[PROBLEM REQUIREMENTS] The line containing "impl Sleeper for" marks the end, so write out exactly every line from the top of the entries below through that one.

[LISTED ENTRIES]
*** Block opens ***
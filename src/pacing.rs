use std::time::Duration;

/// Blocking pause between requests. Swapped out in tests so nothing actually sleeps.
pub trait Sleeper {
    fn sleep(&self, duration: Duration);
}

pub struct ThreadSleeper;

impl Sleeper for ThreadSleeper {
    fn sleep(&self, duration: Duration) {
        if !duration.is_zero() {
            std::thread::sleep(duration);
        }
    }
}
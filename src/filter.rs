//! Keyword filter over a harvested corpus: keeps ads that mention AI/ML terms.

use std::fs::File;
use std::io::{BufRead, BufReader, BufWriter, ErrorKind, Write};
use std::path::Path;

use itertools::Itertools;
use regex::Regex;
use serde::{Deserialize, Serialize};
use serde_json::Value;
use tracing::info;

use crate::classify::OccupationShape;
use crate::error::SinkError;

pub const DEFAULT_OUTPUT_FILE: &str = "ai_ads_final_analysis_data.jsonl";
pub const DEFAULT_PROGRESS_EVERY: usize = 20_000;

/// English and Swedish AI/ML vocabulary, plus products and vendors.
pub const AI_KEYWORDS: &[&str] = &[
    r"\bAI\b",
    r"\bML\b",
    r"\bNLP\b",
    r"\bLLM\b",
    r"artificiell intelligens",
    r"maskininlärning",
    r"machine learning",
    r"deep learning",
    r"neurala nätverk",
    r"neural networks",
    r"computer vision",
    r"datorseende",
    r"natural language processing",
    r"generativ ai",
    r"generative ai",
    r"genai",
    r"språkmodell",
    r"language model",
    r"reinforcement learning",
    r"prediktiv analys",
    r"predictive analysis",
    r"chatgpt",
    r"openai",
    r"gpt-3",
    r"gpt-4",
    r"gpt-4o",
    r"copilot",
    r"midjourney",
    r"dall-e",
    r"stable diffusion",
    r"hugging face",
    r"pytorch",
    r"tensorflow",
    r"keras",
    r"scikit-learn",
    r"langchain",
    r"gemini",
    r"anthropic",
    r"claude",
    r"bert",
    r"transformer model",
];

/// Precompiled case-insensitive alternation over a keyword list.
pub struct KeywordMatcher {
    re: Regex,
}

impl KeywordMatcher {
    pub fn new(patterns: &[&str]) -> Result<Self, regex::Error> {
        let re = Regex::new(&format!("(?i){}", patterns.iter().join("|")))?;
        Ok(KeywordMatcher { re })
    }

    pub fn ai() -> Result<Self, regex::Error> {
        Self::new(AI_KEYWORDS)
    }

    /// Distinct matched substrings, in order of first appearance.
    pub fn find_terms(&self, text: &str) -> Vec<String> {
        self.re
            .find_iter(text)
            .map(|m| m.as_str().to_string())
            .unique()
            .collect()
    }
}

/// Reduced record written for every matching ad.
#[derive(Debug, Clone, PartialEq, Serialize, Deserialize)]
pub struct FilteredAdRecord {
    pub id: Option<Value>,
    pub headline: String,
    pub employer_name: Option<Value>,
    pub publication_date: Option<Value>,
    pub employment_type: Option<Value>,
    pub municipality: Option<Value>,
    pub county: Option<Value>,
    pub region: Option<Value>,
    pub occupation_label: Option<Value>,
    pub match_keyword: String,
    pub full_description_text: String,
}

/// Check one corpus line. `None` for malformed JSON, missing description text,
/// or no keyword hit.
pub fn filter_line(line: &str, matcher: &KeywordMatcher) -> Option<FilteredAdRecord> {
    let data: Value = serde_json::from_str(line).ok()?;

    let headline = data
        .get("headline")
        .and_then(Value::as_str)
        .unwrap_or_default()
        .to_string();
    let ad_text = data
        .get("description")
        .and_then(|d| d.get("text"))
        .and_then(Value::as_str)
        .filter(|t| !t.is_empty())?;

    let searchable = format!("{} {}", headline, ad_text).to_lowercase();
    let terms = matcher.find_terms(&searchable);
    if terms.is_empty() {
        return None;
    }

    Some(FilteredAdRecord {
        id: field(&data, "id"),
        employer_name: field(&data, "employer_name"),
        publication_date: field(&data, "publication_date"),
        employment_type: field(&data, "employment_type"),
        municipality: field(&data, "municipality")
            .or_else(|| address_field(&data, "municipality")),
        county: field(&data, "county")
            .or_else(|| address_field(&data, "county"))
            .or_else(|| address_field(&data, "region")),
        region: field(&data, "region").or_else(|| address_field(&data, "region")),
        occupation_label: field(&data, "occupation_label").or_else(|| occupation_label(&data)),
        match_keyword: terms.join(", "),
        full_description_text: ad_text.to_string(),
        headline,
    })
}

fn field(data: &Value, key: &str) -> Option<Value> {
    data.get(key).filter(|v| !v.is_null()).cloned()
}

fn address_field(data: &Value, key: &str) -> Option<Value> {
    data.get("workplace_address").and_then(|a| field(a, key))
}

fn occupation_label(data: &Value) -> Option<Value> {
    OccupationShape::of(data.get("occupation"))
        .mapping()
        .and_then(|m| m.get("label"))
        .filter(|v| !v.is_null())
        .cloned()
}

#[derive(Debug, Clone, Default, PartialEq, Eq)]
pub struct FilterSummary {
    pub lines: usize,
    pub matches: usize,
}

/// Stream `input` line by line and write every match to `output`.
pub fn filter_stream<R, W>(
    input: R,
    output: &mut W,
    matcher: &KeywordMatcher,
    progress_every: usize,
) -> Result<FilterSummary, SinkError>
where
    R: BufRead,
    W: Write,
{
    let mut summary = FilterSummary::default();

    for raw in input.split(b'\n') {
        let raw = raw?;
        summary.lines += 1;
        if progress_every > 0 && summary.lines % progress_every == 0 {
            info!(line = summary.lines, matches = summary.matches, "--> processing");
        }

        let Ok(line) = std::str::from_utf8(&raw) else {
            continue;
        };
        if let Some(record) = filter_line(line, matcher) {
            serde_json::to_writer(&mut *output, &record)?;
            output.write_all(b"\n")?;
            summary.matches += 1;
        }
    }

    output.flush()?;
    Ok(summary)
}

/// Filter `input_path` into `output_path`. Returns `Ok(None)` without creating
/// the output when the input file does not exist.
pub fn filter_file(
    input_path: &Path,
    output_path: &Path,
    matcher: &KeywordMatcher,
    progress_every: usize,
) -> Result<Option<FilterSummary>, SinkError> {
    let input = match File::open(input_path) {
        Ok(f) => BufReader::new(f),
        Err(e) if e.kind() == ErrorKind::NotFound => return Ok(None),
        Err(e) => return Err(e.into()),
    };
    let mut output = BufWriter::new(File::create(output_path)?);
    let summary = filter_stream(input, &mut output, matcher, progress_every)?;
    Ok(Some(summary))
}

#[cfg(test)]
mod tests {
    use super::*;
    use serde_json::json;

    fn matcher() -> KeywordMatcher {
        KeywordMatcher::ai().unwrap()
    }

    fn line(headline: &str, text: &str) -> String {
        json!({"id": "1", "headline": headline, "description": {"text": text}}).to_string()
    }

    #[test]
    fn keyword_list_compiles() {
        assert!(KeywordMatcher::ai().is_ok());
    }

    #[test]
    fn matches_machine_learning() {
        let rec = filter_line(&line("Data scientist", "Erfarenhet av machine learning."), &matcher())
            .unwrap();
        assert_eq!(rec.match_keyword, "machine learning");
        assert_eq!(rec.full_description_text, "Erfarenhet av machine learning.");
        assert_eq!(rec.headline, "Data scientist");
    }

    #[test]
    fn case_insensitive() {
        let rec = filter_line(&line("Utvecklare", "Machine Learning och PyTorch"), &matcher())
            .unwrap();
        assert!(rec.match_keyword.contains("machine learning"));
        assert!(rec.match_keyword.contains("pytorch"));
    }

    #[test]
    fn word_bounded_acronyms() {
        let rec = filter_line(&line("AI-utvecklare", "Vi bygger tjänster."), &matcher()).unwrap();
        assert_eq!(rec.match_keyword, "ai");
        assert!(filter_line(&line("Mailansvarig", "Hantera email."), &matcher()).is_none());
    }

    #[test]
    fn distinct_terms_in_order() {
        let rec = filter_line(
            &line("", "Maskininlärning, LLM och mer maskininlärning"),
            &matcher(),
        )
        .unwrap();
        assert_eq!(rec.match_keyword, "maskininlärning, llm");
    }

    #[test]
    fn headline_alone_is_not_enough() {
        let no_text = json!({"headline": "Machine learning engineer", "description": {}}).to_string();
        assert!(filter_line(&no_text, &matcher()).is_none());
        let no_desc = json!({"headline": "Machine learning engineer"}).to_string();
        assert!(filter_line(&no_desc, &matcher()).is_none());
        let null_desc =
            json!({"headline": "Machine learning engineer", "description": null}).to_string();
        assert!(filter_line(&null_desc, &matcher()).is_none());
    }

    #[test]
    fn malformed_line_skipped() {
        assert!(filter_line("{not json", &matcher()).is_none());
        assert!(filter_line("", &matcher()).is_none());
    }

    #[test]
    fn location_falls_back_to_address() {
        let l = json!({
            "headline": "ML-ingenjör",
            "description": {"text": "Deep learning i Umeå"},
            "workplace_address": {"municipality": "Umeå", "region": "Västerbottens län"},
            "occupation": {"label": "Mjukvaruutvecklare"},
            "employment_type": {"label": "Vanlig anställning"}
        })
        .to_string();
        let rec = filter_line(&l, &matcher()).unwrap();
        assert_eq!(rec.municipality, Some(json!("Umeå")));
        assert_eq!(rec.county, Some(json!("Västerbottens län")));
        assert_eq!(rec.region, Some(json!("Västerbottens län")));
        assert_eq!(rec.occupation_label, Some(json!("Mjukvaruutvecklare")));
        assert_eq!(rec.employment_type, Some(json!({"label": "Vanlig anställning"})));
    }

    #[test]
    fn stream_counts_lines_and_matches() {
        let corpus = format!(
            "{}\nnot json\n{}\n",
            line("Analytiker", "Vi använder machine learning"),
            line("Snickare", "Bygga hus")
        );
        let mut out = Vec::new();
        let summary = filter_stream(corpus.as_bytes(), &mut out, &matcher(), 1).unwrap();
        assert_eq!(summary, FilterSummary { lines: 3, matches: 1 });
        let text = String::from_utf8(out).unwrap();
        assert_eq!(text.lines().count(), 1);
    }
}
*** Block closes ***
[RESULT FOR THIS TASK]
filename src/pacing.rs
use std::time::Duration;

/// Blocking pause between requests. Swapped out in tests so nothing actually sleeps.
pub trait Sleeper {
    fn sleep(&self, duration: Duration);
}

pub struct ThreadSleeper;

impl Sleeper for ThreadSleeper {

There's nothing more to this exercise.